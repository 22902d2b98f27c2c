use anyhow::{anyhow, Result};
use log::debug;
use std::{
    fs,
    path::{Path, PathBuf},
    process::{Command, Stdio},
    thread,
    time::{Duration, Instant, SystemTime, UNIX_EPOCH},
};

#[derive(Debug, Clone)]
pub struct Output {
    pub code: i32,
    pub stdout: String,
    pub stderr: String,
    pub timed_out: bool,
}

impl Output {
    pub fn success(&self) -> bool {
        !self.timed_out && self.code == 0
    }

    /// stdout and stderr joined for error messages.
    pub fn combined(&self) -> String {
        let mut s = self.stdout.trim_end().to_string();
        let err = self.stderr.trim_end();
        if !err.is_empty() {
            if !s.is_empty() {
                s.push('\n');
            }
            s.push_str(err);
        }
        s
    }
}

fn unique_tmp_prefix(cmd: &str) -> String {
    let ts = SystemTime::now()
        .duration_since(UNIX_EPOCH)
        .unwrap_or(Duration::from_secs(0))
        .as_nanos();
    let pid = std::process::id();
    let safe: String = cmd
        .rsplit('/')
        .next()
        .unwrap_or(cmd)
        .chars()
        .map(|c| if c.is_ascii_alphanumeric() { c } else { '_' })
        .collect();
    format!("xrayctl_{safe}_{pid}_{ts}")
}

fn slurp_and_remove(p: &Path) -> String {
    let s = fs::read(p).map(|b| String::from_utf8_lossy(&b).into_owned()).unwrap_or_default();
    let _ = fs::remove_file(p);
    s
}

/// Run a command with a timeout.
///
/// stdout/stderr go through temp files so a chatty child can't block on a full pipe.
/// On timeout the child is killed and `timed_out` is set.
pub fn run_timeout(cmd: &Path, args: &[&str], timeout: Duration) -> Result<Output> {
    debug!("exec(timeout={:?}): {} {}", timeout, cmd.display(), args.join(" "));

    let tmp_dir = std::env::temp_dir();
    let prefix = unique_tmp_prefix(&cmd.to_string_lossy());
    let out_path: PathBuf = tmp_dir.join(format!("{prefix}.out"));
    let err_path: PathBuf = tmp_dir.join(format!("{prefix}.err"));

    let fo = fs::File::create(&out_path)
        .map_err(|e| anyhow!("failed to create stdout temp file {out_path:?}: {e}"))?;
    let fe = fs::File::create(&err_path)
        .map_err(|e| anyhow!("failed to create stderr temp file {err_path:?}: {e}"))?;

    let mut child = Command::new(cmd)
        .args(args)
        .stdin(Stdio::null())
        .stdout(Stdio::from(fo))
        .stderr(Stdio::from(fe))
        .spawn()
        .map_err(|e| {
            let _ = fs::remove_file(&out_path);
            let _ = fs::remove_file(&err_path);
            anyhow!("failed to spawn {}: {e}", cmd.display())
        })?;
    let start = Instant::now();

    loop {
        if let Some(st) = child
            .try_wait()
            .map_err(|e| anyhow!("failed to wait {}: {e}", cmd.display()))?
        {
            let code = st.code().unwrap_or(-1);
            let out = Output {
                code,
                stdout: slurp_and_remove(&out_path),
                stderr: slurp_and_remove(&err_path),
                timed_out: false,
            };
            debug!("exit={code} stdout_len={} stderr_len={}", out.stdout.len(), out.stderr.len());
            return Ok(out);
        }

        if start.elapsed() >= timeout {
            let _ = child.kill();
            let _ = child.wait();
            return Ok(Output {
                code: -1,
                stdout: slurp_and_remove(&out_path),
                stderr: slurp_and_remove(&err_path),
                timed_out: true,
            });
        }

        thread::sleep(Duration::from_millis(20));
    }
}

/// Run a full shell line via `sh -c <line>` and require exit code 0.
pub fn ok_sh_timeout(line: &str, timeout: Duration) -> Result<String> {
    let out = run_timeout(Path::new("sh"), &["-c", line], timeout)?;
    if out.success() {
        return Ok(out.stdout);
    }
    if out.timed_out {
        return Err(anyhow!("command timeout after {:?}: {line}", timeout));
    }
    Err(anyhow!("command failed ({}): {line} | out={}", out.code, out.combined()))
}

# # # # # # #

Using the records above as the source, restate each line verbatim.

COMPLETED TASK —
repository 22902d2b98f27c2c
use anyhow::{anyhow, Result};
use log::debug;
use std::{
    fs,
    path::{Path, PathBuf},
    process::{Command, Stdio},
    thread,
    time::{Duration, Instant, SystemTime, UNIX_EPOCH},
};

#[derive(Debug, Clone)]
pub struct Output {
    pub code: i32,
    pub stdout: String,
    pub stderr: String,
    pub timed_out: bool,
}

impl Output {
    pub fn success(&self) -> bool {
        !self.timed_out && self.code == 0
    }

    /// stdout and stderr joined for error messages.
    pub fn combined(&self) -> String {
        let mut s = self.stdout.trim_end().to_string();
        let err = self.stderr.trim_end();
        if !err.is_empty() {
            if !s.is_empty() {
                s.push('\n');
            }
            s.push_str(err);
        }
        s
    }
}

fn unique_tmp_prefix(cmd: &str) -> String {
    let ts = SystemTime::now()
        .duration_since(UNIX_EPOCH)
        .unwrap_or(Duration::from_secs(0))
        .as_nanos();
    let pid = std::process::id();
    let safe: String = cmd
        .rsplit('/')
        .next()
        .unwrap_or(cmd)
        .chars()
        .map(|c| if c.is_ascii_alphanumeric() { c } else { '_' })
        .collect();
    format!("xrayctl_{safe}_{pid}_{ts}")
}

fn slurp_and_remove(p: &Path) -> String {
    let s = fs::read(p).map(|b| String::from_utf8_lossy(&b).into_owned()).unwrap_or_default();
    let _ = fs::remove_file(p);
    s
}

/// Run a command with a timeout.
///
/// stdout/stderr go through temp files so a chatty child can't block on a full pipe.
/// On timeout the child is killed and `timed_out` is set.
pub fn run_timeout(cmd: &Path, args: &[&str], timeout: Duration) -> Result<Output> {
    debug!("exec(timeout={:?}): {} {}", timeout, cmd.display(), args.join(" "));

    let tmp_dir = std::env::temp_dir();
    let prefix = unique_tmp_prefix(&cmd.to_string_lossy());
    let out_path: PathBuf = tmp_dir.join(format!("{prefix}.out"));
    let err_path: PathBuf = tmp_dir.join(format!("{prefix}.err"));

    let fo = fs::File::create(&out_path)
        .map_err(|e| anyhow!("failed to create stdout temp file {out_path:?}: {e}"))?;
    let fe = fs::File::create(&err_path)
        .map_err(|e| anyhow!("failed to create stderr temp file {err_path:?}: {e}"))?;

    let mut child = Command::new(cmd)
        .args(args)
        .stdin(Stdio::null())
        .stdout(Stdio::from(fo))
        .stderr(Stdio::from(fe))
        .spawn()
        .map_err(|e| {
            let _ = fs::remove_file(&out_path);
            let _ = fs::remove_file(&err_path);
            anyhow!("failed to spawn {}: {e}", cmd.display())
        })?;
    let start = Instant::now();

    loop {
        if let Some(st) = child
            .try_wait()
            .map_err(|e| anyhow!("failed to wait {}: {e}", cmd.display()))?
        {
            let code = st.code().unwrap_or(-1);
            let out = Output {
                code,
                stdout: slurp_and_remove(&out_path),
                stderr: slurp_and_remove(&err_path),
                timed_out: false,
            };
            debug!("exit={code} stdout_len={} stderr_len={}", out.stdout.len(), out.stderr.len());
            return Ok(out);
        }

        if start.elapsed() >= timeout {
            let _ = child.kill();
            let _ = child.wait();
            return Ok(Output {
                code: -1,
                stdout: slurp_and_remove(&out_path),
                stderr: slurp_and_remove(&err_path),
                timed_out: true,
            });
        }

        thread::sleep(Duration::from_millis(20));
    }
}

/// Run a full shell line via `sh -c <line>` and require exit code 0.
pub fn ok_sh_timeout(line: &str, timeout: Duration) -> Result<String> {
    let out = run_timeout(Path::new("sh"), &["-c", line], timeout)?;
    if out.success() {
        return Ok(out.stdout);
    }
    if out.timed_out {
        return Err(anyhow!("command timeout after {:?}: {line}", timeout));
    }
    Err(anyhow!("command failed ({}): {line} | out={}", out.code, out.combined()))
}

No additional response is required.